There is a method to this madness however, as reading the book shows how much Perry’s writing career has drawn on his lifetime experiences. And so discussion of his time in the Watford Home Guard inevitably leads on to his writing of Dad’s Army in which so many of those experiences are set out. Similarly his wartime experiences in Burma lead to discussion of It Ain’t Half Hot Mum and his time at Butlin’s links to Hi-De-Hi.
A Stupid Boy is certainly a book, which is difficult to put down. Perry writes his life as a series of adventures shot through with an iron determination to ‘make it’ in show business, and have a good time along the way. The book offers little insight into Perry’s personal life — whilst he devotes a page or two to the girl he nearly married his wife is not even mentioned. Instead the book is heavy on stories and anecdotes from a long and rich career as an actor and writer.
The degree to which Perry has drawn on details and people from his own life to fill the pages of his scripts is quite extraordinary. The book is littered with events and characters that can be seen in episodes of Dad’s Army and the other programmes.
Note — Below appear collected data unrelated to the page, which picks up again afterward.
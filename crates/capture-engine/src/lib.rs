//! Snapstrip Capture Engine
//!
//! Runs a countdown-driven burst against a live video source and collects
//! the captured frames in order.
//!
//! # Architecture
//!
//! ```text
//! ┌──────────────────────────────────────────────┐
//! │          CaptureSessionController            │
//! │                                              │
//! │   timers ──► SessionMachine ──► commands     │
//! │                  (pure)            │         │
//! │                                    ▼         │
//! │   VideoSource ──────────────► FrameCapture   │
//! │                                    │         │
//! │                                    ▼         │
//! │                        Vec<CapturedFrame>    │
//! └──────────────────────────────────────────────┘
//! ```
//!
//! The state machine never sleeps or touches the camera; the controller
//! executes its commands and feeds timer and capture results back as events.

pub mod controller;
pub mod frame;
pub mod session;
pub mod source;

pub use controller::*;
pub use frame::FrameCapture;
pub use session::*;
pub use source::*;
It is also interesting to discover that whilst many would regard Dad’s Army as his greatest creation Perry seems to take most satisfaction from It Ain’t Half Hot Mum.
The only real criticism is that A Stupid Boy seems to stop rather abruptly at the point at which Perry leaves RADA to start his intended career as an actor-comic. Although some of the later events of his life are covered it feels as though a second volume of memoirs is required to complete the tale. And if he does feel inclined to put pen to paper once more there will be an eager market amongst those who have read this excellent book.